Chase huffs something else that Karolina can’t make out, but they’ve clearly had this argument before, because Gert just rolls her eyes.

“Anyways, come inside. Everyone else is already here,” she adds, a little too sharply, her eyes flicking from Karolina’s (probably smudged with black) lipstick to Nico’s. Karolina has the decency to feel embarrassed.

Gert steps back to allow Karolina and Nico to brush past, though with Gert taking up twice as much room as she used to, it’s a bit of a squeeze. As soon as they’re inside, Gert shuts the door behind them.

“Kar! Nico!” Victor’s grinning from the couch, one leg tossed casually over his fiancé’s, Sam. Karolina’s never met Sam, but he was one of Nico’s roommates in New York, so that’s… something. At least.

She used to avoid the thought of them, fighting feelings of jealousy and resentment every time Nico mentioned one of them—but now, it’s just simple gratitude. She really should be thanking Sam and especially Victor—she still doesn’t quite understand that Nico had to leave, and maybe she’s still a little bitter about that whole mess in the first place, but now she’s just grateful that someone else could be there for Nico when she couldn’t.
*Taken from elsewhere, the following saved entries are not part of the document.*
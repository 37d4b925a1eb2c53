use trawler_core::RecoveryOutcome;
use trawler_logging::{trawl_error, trawl_info, trawl_warn};

use crate::clock::Clock;
use crate::config::RecoverySettings;
use crate::surface::{TransferEntry, TransferStatusView};
use crate::SurfaceError;

/// Something that can try to unblock the transfer of `identity`.
pub trait Recover {
    fn recover(&mut self, identity: &str) -> RecoveryOutcome;
}

/// Resumes a paused transfer through the transfer-status view.
///
/// Never fails: surface errors are logged and reported as an outcome, and
/// focus is handed back to the list view on every path.
pub struct RecoveryAgent<'a, S: ?Sized, C: ?Sized> {
    session: &'a mut S,
    clock: &'a C,
    settings: &'a RecoverySettings,
}

impl<'a, S, C> RecoveryAgent<'a, S, C>
where
    S: TransferStatusView + ?Sized,
    C: Clock + ?Sized,
{
    pub fn new(session: &'a mut S, clock: &'a C, settings: &'a RecoverySettings) -> Self {
        Self {
            session,
            clock,
            settings,
        }
    }

    fn inspect(&mut self, identity: &str) -> Result<RecoveryOutcome, Failure> {
        self.session.open_status_view().map_err(Failure::Listing)?;
        self.clock.sleep(self.settings.status_settle);

        let entries = self.session.transfer_entries().map_err(Failure::Listing)?;
        let Some(entry) = find_entry(&entries, identity) else {
            return Ok(RecoveryOutcome::NotFound);
        };

        let actions = self.session.entry_actions(entry).map_err(Failure::Entry)?;
        let resume = self.settings.resume_label.as_str();
        if !actions.iter().any(|action| action.trim() == resume) {
            return Ok(RecoveryOutcome::NoActionTaken);
        }
        self.session
            .invoke_entry_action(entry, resume)
            .map_err(Failure::Entry)?;
        Ok(RecoveryOutcome::Resumed)
    }
}

impl<S, C> Recover for RecoveryAgent<'_, S, C>
where
    S: TransferStatusView + ?Sized,
    C: Clock + ?Sized,
{
    fn recover(&mut self, identity: &str) -> RecoveryOutcome {
        trawl_info!("Checking transfer status view for {}...", identity);
        let outcome = match self.inspect(identity) {
            Ok(outcome) => outcome,
            Err(Failure::Listing(err)) => {
                trawl_error!("Error reading transfer status view: {}", err);
                RecoveryOutcome::NotFound
            }
            Err(Failure::Entry(err)) => {
                trawl_error!("Error resuming transfer of {}: {}", identity, err);
                RecoveryOutcome::NoActionTaken
            }
        };
        if let Err(err) = self.session.close_status_view() {
            trawl_warn!("Failed to return from transfer status view: {}", err);
        }

        match outcome {
            RecoveryOutcome::Resumed => trawl_info!("Clicked 'Resume' for {}.", identity),
            RecoveryOutcome::NoActionTaken => {
                trawl_info!("No 'Resume' control found for {}.", identity)
            }
            RecoveryOutcome::NotFound => {
                trawl_warn!("No transfer entry matches {}.", identity)
            }
        }
        outcome
    }
}

enum Failure {
    Listing(SurfaceError),
    Entry(SurfaceError),
}

fn find_entry<'e>(entries: &'e [TransferEntry], identity: &str) -> Option<&'e TransferEntry> {
    entries.iter().find(|entry| entry.label.contains(identity))
}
Molly and Klara sit in the plush red armchair that Gert and Karolina found one afternoon at a garage sale—Gert had only bought it because the owner’s assurances that there was nothing wrong with it, they were just redecorating (even then, she had been suspicious. But now it’s her favorite). Molly waves, and Klara gives a bashful little smile.

Alex is leaning to the side in a wooden dining room chair thrown haphazardly near the fireplace, probably by Alex himself. He looks easy, content, happy—somehow, he always is, despite all of his friends pretty much just pairing off and leaving him by himself.

Karolina worries about him, sometimes. He reassures her that he’s okay, that he’s doing fine, but she can’t help it. She knows firsthand how much seeing other people happy and in love hurts when you don’t have that for yourself. But now’s not the time. Karolina has to wonder if there will ever be a right time.

And Chase. Chase sits at the piano bench, turned around to see everyone else, legs jaunted and gangly from spreading them out casually, a lopsided smile on his face. Karolina can’t believe he’s going to be a dad.

“Well, now that everyone’s here, we can get started!” Gert says, shooing Karolina and Nico further into the room until both of them fall into the other armchair that was coincidentally left unoccupied. “So, we’re going to have two little games to play, but they’re sort of—well, you just play them throughout the party. There’s no, like, real games, other than those. But anyways, the first one is, everyone gets one guess at the baby’s sex, and the second is that everyone gets two guesses at the baby’s name.”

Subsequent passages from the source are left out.